In terms of unlockables, there’s an extensive gallery of cosmetics for all characters, from alternate colors and weapon skins to illustrations and avatars. You can unlock a sizable chunk by simply leveling up with a character or buying them immediately with Rupies, the in-game currency.
Granblue Fantasy Versus: Rising doesn’t feel like a full-fledged sequel to the original as much as an extremely enhanced edition with loads of new content and features. Many of them successfully land, resulting in a deeper fighter with more exciting mechanics and cerebral fights. The addition of rollback netcode ensures a smoother experience online, and the already sleek-looking visuals have been further polished, right down to the expressions in dialogue scenes. If you were turned off from the original and hoped for something more, Rising is worth a look.

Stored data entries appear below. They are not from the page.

//! Per-connection session lifecycle.
//!
//! A session pairs one client WebSocket with one upstream connection for its
//! whole lifetime. This module accepts the client, greets it, establishes
//! the upstream leg, and runs the two directional relay loops to completion.

use super::{
    envelope::AuthComplete,
    relay::{
        self, CLOSE_AUTH_TIMEOUT, CLOSE_INTERNAL, CLOSE_NORMAL, Direction, Frame, MessageSink,
        MessageSource, Received, RelayContext,
    },
};
use crate::{db::ScriptedQuestion, state::AppState};
use anyhow::{Context, Result};
use async_trait::async_trait;
use axum::{
    extract::{
        State,
        ws::{CloseFrame, Message, WebSocket, WebSocketUpgrade},
    },
    response::Response,
};
use bytes::Bytes;
use futures_util::{
    SinkExt, StreamExt,
    stream::{SplitSink, SplitStream},
};
use std::{sync::Arc, time::Duration};
use tokio::sync::Mutex;
use tracing::{Instrument, error, info, instrument, warn};

/// How long establishing the authenticated upstream leg may take before the
/// client is turned away.
const UPSTREAM_CONNECT_TIMEOUT: Duration = Duration::from_secs(10);

/// The mutable per-session record shared by both directional loops.
///
/// Writer discipline: the client->upstream loop fills the identifiers and
/// the question list once during the handshake; the upstream->client loop
/// sets `completed`.
#[derive(Debug, Default)]
pub struct SessionState {
    pub interview_id: Option<String>,
    pub candidate_id: Option<String>,
    pub job_vacancy_id: Option<String>,
    pub questions: Vec<ScriptedQuestion>,
    pub completed: bool,
}

/// Axum handler to upgrade an HTTP connection to a WebSocket.
pub async fn ws_handler(ws: WebSocketUpgrade, State(state): State<Arc<AppState>>) -> Response {
    ws.on_upgrade(|socket| handle_socket(socket, state))
}

/// Runs one relay session from accept to teardown.
#[instrument(name = "relay_session", skip_all, fields(session_id))]
async fn handle_socket(socket: WebSocket, state: Arc<AppState>) {
    let session_id: u32 = rand::random();
    tracing::Span::current().record("session_id", session_id.to_string());
    info!("New client connection");

    let (client_tx, client_rx) = socket.split();
    let client_sink = Arc::new(ClientSink::new(client_tx));
    let client_source = ClientSource::new(client_rx);

    // The client waits for this before starting its handshake.
    if client_sink
        .send(Frame::Text(AuthComplete::message()))
        .await
        .is_err()
    {
        warn!("client disconnected before auth acknowledgment");
        return;
    }

    let client_id = state.clients.add(client_sink.clone()).await;

    let upstream =
        match tokio::time::timeout(UPSTREAM_CONNECT_TIMEOUT, state.upstream.connect()).await {
            Ok(Ok(connection)) => connection,
            Ok(Err(e)) => {
                error!(error = ?e, "failed to establish upstream connection");
                let _ = client_sink.close(CLOSE_INTERNAL, "internal error").await;
                state.clients.remove(client_id).await;
                return;
            }
            Err(_) => {
                warn!("upstream connection timed out");
                let _ = client_sink.close(CLOSE_AUTH_TIMEOUT, "Auth timeout").await;
                state.clients.remove(client_id).await;
                return;
            }
        };

    let session = Arc::new(Mutex::new(SessionState::default()));
    let ctx = RelayContext {
        session: session.clone(),
        store: state.store.clone(),
        config: state.config.clone(),
        upstream: upstream.sink.clone(),
    };

    // client -> upstream. On exit the loop releases its target, the upstream
    // connection; the paired loop then observes the closed peer and winds
    // down through the same path on its own side.
    let client_to_upstream = {
        let ctx = ctx.clone();
        let state = state.clone();
        let client_sink = client_sink.clone();
        let upstream_sink = upstream.sink.clone();
        let upstream_id = upstream.id;
        tokio::spawn(
            async move {
                let result = relay::relay_loop(
                    Direction::ClientToUpstream,
                    Box::new(client_source),
                    upstream_sink,
                    ctx,
                )
                .await;
                if let Err(e) = &result {
                    error!(direction = "client->upstream", error = ?e, "relay loop failed");
                    let _ = client_sink.close(CLOSE_INTERNAL, "internal error").await;
                }
                state.upstream.release(upstream_id).await;
            }
            .in_current_span(),
        )
    };

    // upstream -> client. On exit the loop releases its target, the client
    // connection.
    let upstream_to_client = {
        let state = state.clone();
        let client_sink = client_sink.clone();
        tokio::spawn(
            async move {
                let result = relay::relay_loop(
                    Direction::UpstreamToClient,
                    Box::new(upstream.source),
                    client_sink.clone(),
                    ctx,
                )
                .await;
                match &result {
                    Ok(()) => {
                        let _ = client_sink.close(CLOSE_NORMAL, "session ended").await;
                    }
                    Err(e) => {
                        error!(direction = "upstream->client", error = ?e, "relay loop failed");
                        let _ = client_sink.close(CLOSE_INTERNAL, "internal error").await;
                    }
                }
                state.clients.remove(client_id).await;
            }
            .in_current_span(),
        )
    };

    // The session is torn down only once both loops have fully exited.
    let _ = tokio::join!(client_to_upstream, upstream_to_client);

    let completed = session.lock().await.completed;
    info!(completed, "session ended");
}

/// The sending half of the client WebSocket.
pub(crate) struct ClientSink {
    sink: Mutex<SplitSink<WebSocket, Message>>,
}

impl ClientSink {
    pub(crate) fn new(sink: SplitSink<WebSocket, Message>) -> Self {
        Self {
            sink: Mutex::new(sink),
        }
    }
}

#[async_trait]
impl MessageSink for ClientSink {
    async fn send(&self, frame: Frame) -> Result<()> {
        let message = match frame {
            Frame::Text(text) => Message::Text(text.into()),
            Frame::Binary(bytes) => Message::Binary(bytes.into()),
        };
        self.sink
            .lock()
            .await
            .send(message)
            .await
            .context("client send failed")
    }

    async fn probe(&self) -> Result<()> {
        self.sink
            .lock()
            .await
            .send(Message::Ping(Bytes::new()))
            .await
            .context("client ping failed")
    }

    async fn close(&self, code: u16, reason: &str) -> Result<()> {
        let frame = CloseFrame {
            code,
            reason: reason.to_string().into(),
        };
        self.sink
            .lock()
            .await
            .send(Message::Close(Some(frame)))
            .await
            .context("client close failed")
    }
}

/// The receiving half of the client WebSocket.
pub(crate) struct ClientSource {
    stream: SplitStream<WebSocket>,
}

impl ClientSource {
    pub(crate) fn new(stream: SplitStream<WebSocket>) -> Self {
        Self { stream }
    }
}

#[async_trait]
impl MessageSource for ClientSource {
    async fn recv(&mut self) -> Received {
        loop {
            match self.stream.next().await {
                None => return Received::Closed,
                Some(Ok(Message::Text(text))) => {
                    return Received::Frame(Frame::Text(text.to_string()));
                }
                Some(Ok(Message::Binary(bytes))) => {
                    return Received::Frame(Frame::Binary(bytes.to_vec()));
                }
                Some(Ok(Message::Close(_))) => return Received::Closed,
                Some(Ok(Message::Ping(_) | Message::Pong(_))) => continue,
                Some(Err(e)) => return Received::Failed(e.into()),
            }
        }
    }
}
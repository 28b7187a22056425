//! Shared Application State
//!
//! This module defines the `AppState` struct, which holds all shared,
//! clonable resources: the database, configuration, and the two
//! live-connection registries the relay and the sweeper work against.

use crate::{
    config::Config,
    db::{Db, InterviewStore},
    ws::{registry::ConnectionRegistry, upstream::UpstreamConnector},
};
use std::sync::Arc;

/// The shared application state, created once at startup and passed to all
/// handlers.
#[derive(Clone)]
pub struct AppState {
    pub db: Arc<Db>,
    /// The storage seam the relay consumes; backed by `db` in production.
    pub store: Arc<dyn InterviewStore>,
    pub config: Arc<Config>,
    /// Live client-side connections, probed by the liveness sweeper.
    pub clients: Arc<ConnectionRegistry>,
    /// Upstream connection establishment plus its own registry.
    pub upstream: Arc<UpstreamConnector>,
}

This game was reviewed on PS5.
Animated visuals look even better than the original. The four new characters are fun to play, while mechanics like Triple Attack and Raging Strike lend much more depth to matches. Rollback netcode feels solid, delivering some reliable matches even at 300 ms ping. New story arc is also decent and the sheer amount of unlockables is great.
Despite Story Mode's revamps, the first two arcs still suffer from boring beat 'em up battles. Conversations can also get long-winded, even in the new story arc (which isn't too long). You can't see connection quality before joining an online match.